Collected data entries:
◇ ◇ ◇ ◇

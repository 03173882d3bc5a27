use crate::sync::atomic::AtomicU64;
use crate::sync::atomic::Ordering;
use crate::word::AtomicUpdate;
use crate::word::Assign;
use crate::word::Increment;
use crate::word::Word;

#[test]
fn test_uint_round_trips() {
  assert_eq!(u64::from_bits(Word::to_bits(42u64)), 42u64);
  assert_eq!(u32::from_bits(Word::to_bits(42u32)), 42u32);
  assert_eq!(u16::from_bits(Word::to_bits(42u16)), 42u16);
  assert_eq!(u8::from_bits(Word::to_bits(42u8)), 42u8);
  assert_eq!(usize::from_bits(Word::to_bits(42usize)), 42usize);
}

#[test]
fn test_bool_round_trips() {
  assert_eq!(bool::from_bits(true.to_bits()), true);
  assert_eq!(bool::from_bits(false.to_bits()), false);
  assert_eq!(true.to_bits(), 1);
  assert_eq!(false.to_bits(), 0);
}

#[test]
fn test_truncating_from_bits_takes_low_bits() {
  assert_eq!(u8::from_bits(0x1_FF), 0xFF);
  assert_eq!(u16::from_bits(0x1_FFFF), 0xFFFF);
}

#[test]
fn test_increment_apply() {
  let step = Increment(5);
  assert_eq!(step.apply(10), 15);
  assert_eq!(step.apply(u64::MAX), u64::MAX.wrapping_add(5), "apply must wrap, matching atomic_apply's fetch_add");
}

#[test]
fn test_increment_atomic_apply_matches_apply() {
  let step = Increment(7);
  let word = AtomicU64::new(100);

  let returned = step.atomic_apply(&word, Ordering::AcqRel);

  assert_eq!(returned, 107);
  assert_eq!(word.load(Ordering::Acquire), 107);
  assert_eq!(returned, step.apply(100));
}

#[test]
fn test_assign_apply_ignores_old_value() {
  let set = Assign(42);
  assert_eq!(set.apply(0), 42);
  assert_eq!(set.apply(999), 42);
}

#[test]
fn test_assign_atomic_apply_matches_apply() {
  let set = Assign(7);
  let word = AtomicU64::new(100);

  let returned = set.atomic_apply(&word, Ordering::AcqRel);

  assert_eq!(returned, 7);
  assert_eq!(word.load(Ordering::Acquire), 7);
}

◇ ◇ ◇ ◇

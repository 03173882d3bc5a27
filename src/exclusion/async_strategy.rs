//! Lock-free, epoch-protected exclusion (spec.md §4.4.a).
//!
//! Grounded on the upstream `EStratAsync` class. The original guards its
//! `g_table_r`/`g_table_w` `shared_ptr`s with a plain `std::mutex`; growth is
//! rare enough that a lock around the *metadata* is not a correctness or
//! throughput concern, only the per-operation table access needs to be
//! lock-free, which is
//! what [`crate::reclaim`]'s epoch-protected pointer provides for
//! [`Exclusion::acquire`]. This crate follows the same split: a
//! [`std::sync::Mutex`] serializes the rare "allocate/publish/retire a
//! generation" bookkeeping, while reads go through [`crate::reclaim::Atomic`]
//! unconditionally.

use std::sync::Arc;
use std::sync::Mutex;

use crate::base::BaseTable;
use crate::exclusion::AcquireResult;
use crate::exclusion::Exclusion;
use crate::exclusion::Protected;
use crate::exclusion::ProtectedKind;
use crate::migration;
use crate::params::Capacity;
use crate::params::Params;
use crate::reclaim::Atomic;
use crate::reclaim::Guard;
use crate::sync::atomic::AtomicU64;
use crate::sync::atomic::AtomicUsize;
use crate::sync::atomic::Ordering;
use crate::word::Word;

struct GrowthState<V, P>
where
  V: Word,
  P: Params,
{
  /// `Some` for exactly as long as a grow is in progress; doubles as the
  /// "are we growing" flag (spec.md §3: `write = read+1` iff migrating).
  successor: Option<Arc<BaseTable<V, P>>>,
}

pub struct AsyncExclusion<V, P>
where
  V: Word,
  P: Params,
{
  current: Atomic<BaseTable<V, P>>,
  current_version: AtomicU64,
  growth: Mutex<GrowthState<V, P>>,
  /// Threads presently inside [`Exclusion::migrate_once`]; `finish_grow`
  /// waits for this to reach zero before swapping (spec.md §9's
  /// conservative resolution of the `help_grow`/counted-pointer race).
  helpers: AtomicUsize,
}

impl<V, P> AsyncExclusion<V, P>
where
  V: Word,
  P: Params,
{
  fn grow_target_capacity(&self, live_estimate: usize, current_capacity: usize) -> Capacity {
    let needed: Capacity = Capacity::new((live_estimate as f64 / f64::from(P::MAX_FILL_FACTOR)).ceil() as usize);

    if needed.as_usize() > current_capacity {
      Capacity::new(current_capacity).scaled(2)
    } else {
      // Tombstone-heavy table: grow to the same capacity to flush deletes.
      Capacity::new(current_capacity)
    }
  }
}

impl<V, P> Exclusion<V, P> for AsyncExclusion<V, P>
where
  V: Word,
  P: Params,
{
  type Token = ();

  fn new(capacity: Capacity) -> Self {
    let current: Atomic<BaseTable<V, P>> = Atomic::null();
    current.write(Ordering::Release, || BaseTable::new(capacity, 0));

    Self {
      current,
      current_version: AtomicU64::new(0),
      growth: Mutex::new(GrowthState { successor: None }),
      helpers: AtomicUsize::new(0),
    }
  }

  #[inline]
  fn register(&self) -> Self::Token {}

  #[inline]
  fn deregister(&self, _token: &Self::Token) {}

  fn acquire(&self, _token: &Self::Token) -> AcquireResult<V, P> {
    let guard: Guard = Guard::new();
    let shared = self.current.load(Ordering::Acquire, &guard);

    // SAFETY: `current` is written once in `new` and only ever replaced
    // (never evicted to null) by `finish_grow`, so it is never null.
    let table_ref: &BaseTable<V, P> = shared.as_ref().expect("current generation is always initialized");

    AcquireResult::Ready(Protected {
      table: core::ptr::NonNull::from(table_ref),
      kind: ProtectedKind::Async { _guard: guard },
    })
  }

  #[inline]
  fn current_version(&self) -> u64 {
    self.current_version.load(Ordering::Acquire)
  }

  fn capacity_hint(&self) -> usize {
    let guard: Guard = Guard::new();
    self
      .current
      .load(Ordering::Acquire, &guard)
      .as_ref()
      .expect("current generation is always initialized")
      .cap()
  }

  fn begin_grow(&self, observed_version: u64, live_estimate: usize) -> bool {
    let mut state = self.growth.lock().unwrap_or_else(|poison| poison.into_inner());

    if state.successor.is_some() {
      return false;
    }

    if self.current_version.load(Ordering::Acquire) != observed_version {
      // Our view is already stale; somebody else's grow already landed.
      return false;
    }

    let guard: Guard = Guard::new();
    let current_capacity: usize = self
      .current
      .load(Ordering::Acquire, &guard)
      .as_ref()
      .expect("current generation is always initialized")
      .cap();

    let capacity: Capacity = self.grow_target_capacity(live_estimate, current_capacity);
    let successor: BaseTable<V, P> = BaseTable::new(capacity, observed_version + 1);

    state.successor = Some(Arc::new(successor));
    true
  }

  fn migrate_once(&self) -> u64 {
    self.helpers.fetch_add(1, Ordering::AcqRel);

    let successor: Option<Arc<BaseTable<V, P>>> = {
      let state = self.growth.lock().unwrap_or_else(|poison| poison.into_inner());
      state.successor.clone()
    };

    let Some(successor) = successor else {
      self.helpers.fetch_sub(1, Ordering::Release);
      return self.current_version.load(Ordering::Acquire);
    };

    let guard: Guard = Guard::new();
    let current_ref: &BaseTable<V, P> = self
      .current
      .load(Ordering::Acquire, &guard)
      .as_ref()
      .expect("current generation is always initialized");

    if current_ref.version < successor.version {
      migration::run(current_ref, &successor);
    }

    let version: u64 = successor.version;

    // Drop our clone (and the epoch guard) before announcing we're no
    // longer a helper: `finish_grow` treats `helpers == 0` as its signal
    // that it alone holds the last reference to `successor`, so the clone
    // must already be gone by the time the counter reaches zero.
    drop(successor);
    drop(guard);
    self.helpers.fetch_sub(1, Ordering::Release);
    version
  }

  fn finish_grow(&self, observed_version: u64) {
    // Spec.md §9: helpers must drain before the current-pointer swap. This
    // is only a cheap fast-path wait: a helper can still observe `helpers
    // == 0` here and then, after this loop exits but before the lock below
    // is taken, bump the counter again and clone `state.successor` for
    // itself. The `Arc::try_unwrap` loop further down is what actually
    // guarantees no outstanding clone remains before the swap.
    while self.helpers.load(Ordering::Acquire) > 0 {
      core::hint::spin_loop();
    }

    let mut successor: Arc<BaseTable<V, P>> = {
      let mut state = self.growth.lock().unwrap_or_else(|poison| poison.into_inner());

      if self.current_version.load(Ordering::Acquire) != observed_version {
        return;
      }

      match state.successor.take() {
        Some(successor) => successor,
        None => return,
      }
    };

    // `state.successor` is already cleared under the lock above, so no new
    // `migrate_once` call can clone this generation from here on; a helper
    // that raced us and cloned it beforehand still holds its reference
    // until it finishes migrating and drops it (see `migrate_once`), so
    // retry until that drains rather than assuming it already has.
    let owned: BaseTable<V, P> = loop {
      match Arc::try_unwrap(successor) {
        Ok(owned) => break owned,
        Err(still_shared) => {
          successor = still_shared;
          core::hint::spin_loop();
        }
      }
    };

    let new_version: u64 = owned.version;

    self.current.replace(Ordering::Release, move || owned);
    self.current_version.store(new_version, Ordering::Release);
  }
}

◇ ◇ ◇ ◇

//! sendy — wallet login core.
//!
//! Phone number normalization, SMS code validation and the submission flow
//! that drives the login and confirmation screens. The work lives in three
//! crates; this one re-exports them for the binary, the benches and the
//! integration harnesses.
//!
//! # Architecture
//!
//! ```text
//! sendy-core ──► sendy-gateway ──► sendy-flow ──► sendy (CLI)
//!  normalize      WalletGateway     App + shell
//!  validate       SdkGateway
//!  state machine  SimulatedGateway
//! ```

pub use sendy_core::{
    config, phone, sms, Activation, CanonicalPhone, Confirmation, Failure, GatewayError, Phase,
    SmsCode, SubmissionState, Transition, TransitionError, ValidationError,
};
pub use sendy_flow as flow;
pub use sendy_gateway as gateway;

◇ ◇ ◇ ◇

[DIRECTIONS]: The answer should be nothing but the number of lines in this data that include "false".

[EXPECTED OUTPUT]: 4